Please return each of the entries that follow, unchanged in every word.

-------- DATASET --------

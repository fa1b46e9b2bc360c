//! Hypermedia front end for the QMS.
//!
//! Exposes an axum [`Router`] that answers every request with an HTML
//! fragment for htmx to swap into the page, backed by any [`RecordStore`].

pub mod error;
pub mod extract;
pub mod fragment;
pub mod handlers;
pub mod markup;

pub use error::Error;

use std::{path::PathBuf, sync::Arc};

use axum::{
  Router,
  routing::{delete, get, post},
};
use qms_core::store::RecordStore;
use serde::Deserialize;
use tower_http::{services::ServeDir, trace::TraceLayer};

use handlers::{entity, nav, work_order};

// ─── Configuration ────────────────────────────────────────────────────────────

/// Runtime server configuration, deserialised from `config.toml` and `QMS_*`
/// environment variables.
#[derive(Debug, Deserialize, Clone)]
pub struct ServerConfig {
  pub host:       String,
  pub port:       u16,
  pub store_path: PathBuf,
  /// Directory holding the page shell and its assets. Served for any path
  /// the router does not claim.
  #[serde(default)]
  pub static_dir: Option<PathBuf>,
}

// ─── Application state ────────────────────────────────────────────────────────

/// Shared state threaded through all axum handlers.
pub struct AppState<S: RecordStore> {
  pub store:  Arc<S>,
  pub config: Arc<ServerConfig>,
}

impl<S: RecordStore> Clone for AppState<S> {
  fn clone(&self) -> Self {
    Self {
      store:  Arc::clone(&self.store),
      config: Arc::clone(&self.config),
    }
  }
}

// ─── Router ───────────────────────────────────────────────────────────────────

/// Build an axum [`Router`] for the QMS.
pub fn router<S>(state: AppState<S>) -> Router
where
  S: RecordStore + 'static,
{
  let static_dir = state.config.static_dir.clone();

  let app = Router::new()
    .route("/home",                 get(nav::home))
    .route("/general-info",         get(nav::general_info))
    .route("/entity/{key}",         get(entity::page::<S>))
    .route("/entity/{key}/create",  post(entity::create::<S>))
    .route("/dmt/list",             get(work_order::list::<S>))
    .route("/dmt/create",           get(work_order::form::<S>).post(work_order::create::<S>))
    .route("/dmt/delete/{id}",      delete(work_order::delete::<S>))
    .with_state(state);

  let app = match static_dir {
    Some(dir) => app.fallback_service(ServeDir::new(dir)),
    None => app,
  };

  app.layer(TraceLayer::new_for_http())
}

--------

— REPLY TO THE EXERCISE —
repository fa1b46e9b2bc360c
//! Hypermedia front end for the QMS.
//!
//! Exposes an axum [`Router`] that answers every request with an HTML
//! fragment for htmx to swap into the page, backed by any [`RecordStore`].

pub mod error;
pub mod extract;
pub mod fragment;
pub mod handlers;
pub mod markup;

pub use error::Error;

use std::{path::PathBuf, sync::Arc};

use axum::{
  Router,
  routing::{delete, get, post},
};
use qms_core::store::RecordStore;
use serde::Deserialize;
use tower_http::{services::ServeDir, trace::TraceLayer};

use handlers::{entity, nav, work_order};

// ─── Configuration ────────────────────────────────────────────────────────────

/// Runtime server configuration, deserialised from `config.toml` and `QMS_*`
/// environment variables.
#[derive(Debug, Deserialize, Clone)]
pub struct ServerConfig {
  pub host:       String,
  pub port:       u16,
  pub store_path: PathBuf,
  /// Directory holding the page shell and its assets. Served for any path
  /// the router does not claim.
  #[serde(default)]
  pub static_dir: Option<PathBuf>,
}

// ─── Application state ────────────────────────────────────────────────────────

/// Shared state threaded through all axum handlers.
pub struct AppState<S: RecordStore> {
  pub store:  Arc<S>,
  pub config: Arc<ServerConfig>,
}

impl<S: RecordStore> Clone for AppState<S> {
  fn clone(&self) -> Self {
    Self {
      store:  Arc::clone(&self.store),
      config: Arc::clone(&self.config),
    }
  }
}

// ─── Router ───────────────────────────────────────────────────────────────────

/// Build an axum [`Router`] for the QMS.
pub fn router<S>(state: AppState<S>) -> Router
where
  S: RecordStore + 'static,
{
  let static_dir = state.config.static_dir.clone();

  let app = Router::new()
    .route("/home",                 get(nav::home))
    .route("/general-info",         get(nav::general_info))
    .route("/entity/{key}",         get(entity::page::<S>))
    .route("/entity/{key}/create",  post(entity::create::<S>))
    .route("/dmt/list",             get(work_order::list::<S>))
    .route("/dmt/create",           get(work_order::form::<S>).post(work_order::create::<S>))
    .route("/dmt/delete/{id}",      delete(work_order::delete::<S>))
    .with_state(state);

  let app = match static_dir {
    Some(dir) => app.fallback_service(ServeDir::new(dir)),
    None => app,
  };

  app.layer(TraceLayer::new_for_http())
}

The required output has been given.